八朔

 今年も残すところ後一日だけとなってしまった。 今年はオフにとってあまり良い年とは言えなかった。 というより大きな曲がり角に立たされた年で、これまでの60年の人生の中でも最大の転機を迎えた年といってもよいのだろうと思う。
 前の日記を調べてみたらその日は5月15日で、その日に骨髄のガンである多発性骨髄腫に罹患していることが告げられた。 その後6月に入って風邪を引き、それが元で急激に体力を失って主に肋骨を中心にして骨の痛みが激しくなり、ついに8月始めの入院、大量抗ガン剤投与治療と続いて年の瀬を迎えることになった。 
 午前中ソファーに横になっていると、頭の先のほうでガラス戸が音を立てている。 この音は何だろうと思っいながらウトウトしていたが、どうやら嫁さんがベランダに出て外からガラス戸を掃除している音のようなのだ・・・今年も終わりだなぁ、と思いながら半分夢の夢の中で聞いている心地よさ。
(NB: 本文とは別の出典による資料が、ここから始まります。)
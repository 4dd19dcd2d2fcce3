use crate::store::KeyValueStore;
use crate::Result;
use async_trait::async_trait;
use std::collections::HashMap;
use std::sync::{Arc, Mutex};

/// A `KeyValueStore` that lives in memory. Clones share the same entries, so a test can keep a
/// handle to inspect what a `Ledger` wrote.
#[derive(Debug, Clone, Default)]
pub struct MemoryStore {
    entries: Arc<Mutex<HashMap<String, String>>>,
}

impl MemoryStore {
    /// Returns the raw stored text for `key`.
    pub fn raw(&self, key: &str) -> Option<String> {
        self.lock().get(key).cloned()
    }

    fn lock(&self) -> std::sync::MutexGuard<'_, HashMap<String, String>> {
        self.entries.lock().unwrap_or_else(|e| e.into_inner())
    }
}

#[async_trait]
impl KeyValueStore for MemoryStore {
    async fn get(&self, key: &str) -> Result<Option<String>> {
        Ok(self.raw(key))
    }

    async fn set(&self, key: &str, value: String) -> Result<()> {
        let _ = self.lock().insert(key.to_string(), value);
        Ok(())
    }
}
 一昨日スーパーへ行ったのだが、なんと大好物の八朔が売っていた。 二個ずつ丁寧に包装されていて二個で三百円の値が付いていた。 ハシリのこの時期にしては高いとはいえない値段だったので、四個買ってきた。 さっそく昨日食べてみたのだが、スッパイというより、まだまだ苦くて渋い味だった。 さすがに八朔はこの時期ではまだ早いのだろう。 正月の間このまま眺めるだけにしておいて、時間を置いてから食べることにしよう。